Tricyclics. The problem with them being there’s not a therapeutic window. It’s not as narrow as you would think in reading all of the recent studies. For instance, all of the new antidepressants go against imipramine and amitriptyline. Well, I don’t know any psycho-pharmacologist who has used imipramine or amitriptyline, unless there is a special reason, in years. Because the secondary means like desipramine and nortriptyline have much less sedation and much less logy feeling and are equally efficacious and are easier to monitor. So in point of fact, nortriptyline would probably be people’s drug of choice. What you have to say more is, that it’s much easier to kill yourself with tricyclics.

There’s a whole range, there’s a couple of other ones out now, but I would just mention that probably you should learn to use one of two drugs. There’s no data apart from that data to suggest that these drugs are any different.

So while we are waiting for the data, I would not have a failure on Prozac and go on to Zoloft or go on to Paxil. If I failed in one, I would jump into a different group. Probably the group that we would recommend, because you are probably familiar with it from other areas, would be a drug like bupropion. Because it has a different mode of action. It has an effect on norepinephrine, it has some slight effects on dopamine. It is getting pushed quite a lot for smoking cessation, whereas it has a definite but modest effect, and it is more of a stimulating drug than some of the others. I think if someday you felt sure of your diagnosis and you were to use the paroxetine, if you gave somebody 20 mg of paroxetine and waited a month and nothing had happened, I would double the dose and go up to 40 and wait another 2-3 weeks. If nothing had happened by then, I would change.

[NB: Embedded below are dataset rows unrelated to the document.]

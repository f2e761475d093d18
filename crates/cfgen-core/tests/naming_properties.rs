//! Property tests for import naming.

use std::collections::HashMap;

use cfgen_core::{CollisionStrategy, ImportConfig, ImportManager, Symbol};
use proptest::prelude::*;

fn segment() -> impl Strategy<Value = String> {
    prop_oneof![
        Just("models".to_string()),
        Just("layers".to_string()),
        Just("nn".to_string()),
        Just("list".to_string()),
        "[a-z][a-z0-9_]{0,5}",
    ]
}

fn module_symbol() -> impl Strategy<Value = Symbol> {
    (
        prop::collection::vec(segment(), 1..4),
        "[A-Z][a-zA-Z0-9]{0,5}",
    )
        .prop_map(|(modules, name)| Symbol::class(modules.join("."), name))
}

/// Builtins are named bare, so they compete with module aliases.
fn builtin_symbol() -> impl Strategy<Value = Symbol> {
    segment().prop_map(Symbol::builtin)
}

fn symbol() -> impl Strategy<Value = Symbol> {
    prop_oneof![3 => module_symbol(), 1 => builtin_symbol()]
}

fn strategy() -> impl Strategy<Value = CollisionStrategy> {
    prop_oneof![Just(CollisionStrategy::Suffix), Just(CollisionStrategy::Qualify)]
}

proptest! {
    #[test]
    fn test_add_is_idempotent(symbols in prop::collection::vec(symbol(), 1..30), collision in strategy()) {
        let mut manager = ImportManager::new(ImportConfig { collision, ..ImportConfig::default() });
        let first: Vec<String> = symbols.iter().map(|s| manager.add(s).unwrap()).collect();
        let second: Vec<String> = symbols.iter().map(|s| manager.add(s).unwrap()).collect();
        prop_assert_eq!(first, second);
    }

    #[test]
    fn test_names_are_injective(symbols in prop::collection::vec(symbol(), 1..30), collision in strategy()) {
        let mut manager = ImportManager::new(ImportConfig { collision, ..ImportConfig::default() });
        let mut owners: HashMap<String, (String, String)> = HashMap::new();
        for symbol in &symbols {
            let name = manager.add(symbol).unwrap();
            let key = (symbol.module.clone(), symbol.qualname.clone());
            let owner = owners.entry(name).or_insert_with(|| key.clone());
            prop_assert_eq!(owner, &key);
        }
    }

    #[test]
    fn test_module_aliases_are_unique(symbols in prop::collection::vec(symbol(), 1..30), collision in strategy()) {
        let mut manager = ImportManager::new(ImportConfig { collision, ..ImportConfig::default() });
        for symbol in &symbols {
            manager.add(symbol).unwrap();
        }
        for symbol in symbols.iter().filter(|s| s.is_builtin()) {
            let name = manager.name_of(symbol).unwrap();
            let builtins_name = format!("builtins.{}", symbol.qualname);
            prop_assert!(name == symbol.qualname || name == builtins_name);
        }
        let mut aliases: Vec<&str> = manager.imports().iter().map(|i| i.alias.as_str()).collect();
        let count = aliases.len();
        aliases.sort_unstable();
        aliases.dedup();
        prop_assert_eq!(aliases.len(), count);
        prop_assert!(aliases.iter().all(|alias| !["list", "lambda", "class"].contains(alias)));
    }
}
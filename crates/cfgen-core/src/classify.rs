//! Classification of values seen during code generation.

use crate::value::{resolve_import_path, Value};

/// How the symbol substitution pass treats a value.
#[derive(Debug, Clone, Copy, PartialEq, Eq, Hash)]
pub enum Classification {
    /// Reference to a config node; rewritten into a wrapper-type call
    ConfigNode,
    /// Plain function, class or enum member with a stable import path;
    /// rewritten into a symbol reference
    ImportableSymbol,
    /// Everything else, including Code-IR; left as is apart from its children
    OrdinaryValue,
}

/// Classify a value.
pub fn classify(value: &Value) -> Classification {
    match value {
        Value::Node(_) => Classification::ConfigNode,
        Value::Symbol(symbol)
            if symbol.is_plain_symbol_or_enum_value() && resolve_import_path(symbol).is_some() =>
        {
            Classification::ImportableSymbol
        }
        _ => Classification::OrdinaryValue,
    }
}
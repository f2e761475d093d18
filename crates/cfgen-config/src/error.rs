//! Configuration error types.

use std::fmt;
use std::path::PathBuf;
use thiserror::Error;

/// Filesystem operation that failed on a config path.
#[derive(Debug, Clone, Copy, PartialEq, Eq)]
pub enum FileOp {
    Read,
    Write,
    CreateDir,
}

impl fmt::Display for FileOp {
    fn fmt(&self, f: &mut fmt::Formatter<'_>) -> fmt::Result {
        f.write_str(match self {
            FileOp::Read => "read config file",
            FileOp::Write => "write config file",
            FileOp::CreateDir => "create config directory",
        })
    }
}

/// Errors raised while loading, saving or validating configuration.
#[derive(Error, Debug)]
pub enum ConfigError {
    #[error("cannot {op} '{path}': {source}")]
    Io {
        op: FileOp,
        path: PathBuf,
        #[source]
        source: std::io::Error,
    },

    #[error("malformed config file '{path}': {source}")]
    Parse {
        path: PathBuf,
        #[source]
        source: toml::de::Error,
    },

    #[error("cannot render config as TOML: {0}")]
    Render(#[from] toml::ser::Error),

    /// No home directory, so `~/.cfgen` cannot be located
    #[error("could not determine home directory")]
    NoHomeDir,

    /// `imports.base_module` is not a dotted module path
    #[error("imports.base_module: '{0}' is not a dotted module path")]
    InvalidBaseModule(String),

    /// A key of `[imports.aliases]` is not a dotted module path
    #[error("imports.aliases: '{0}' is not a dotted module path")]
    InvalidAliasModule(String),

    /// An alias that generated code could not bind
    #[error("imports.aliases.{module}: '{alias}' is not a valid identifier")]
    InvalidAlias { module: String, alias: String },

    #[error("imports.collision: unknown policy '{0}'. Valid values: suffix, qualify")]
    UnknownCollisionPolicy(String),

    #[error("logging.level: unknown level '{level}'. Valid values: {}", valid.join(", "))]
    UnknownLogLevel {
        level: String,
        valid: &'static [&'static str],
    },
}

impl ConfigError {
    pub(crate) fn io(op: FileOp, path: impl Into<PathBuf>, source: std::io::Error) -> Self {
        Self::Io {
            op,
            path: path.into(),
            source,
        }
    }
}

Drugs like venlafaxine have an effect both on serotonin and norepinephrine. It has a bit of a problem, since this is a multiple-dosing drug. These are drugs that you can give all at one time. Indeed, I have a colleague in England who used to give, when Prozac was coming out, he used to get patients in and give them the seven tablets in his office, and they never got any more Prozac until they came back the following week. So they are relatively safe drugs and of course fluoxetine is a very long-acting drug, which is both a plus and a minus. The reason why I didn’t chose sertraline, which is Zoloft, is it is a multiple dosing drug and the dose of Zoloft is probably 200 mg for a lot of patients, so you go to 100 mg and wait. But you have a decision to make about increasing the dosage. We would tend to push the dosage up to 200 mg. Similarly, if you choose Prozac, even though there are early studies showing that there’s no difference between 20, 40 and 60 mg fluorite and the latest studies from the Mass. Medical Health Center suggest that if you go up to 40 mg a day of Prozac you will get a better result.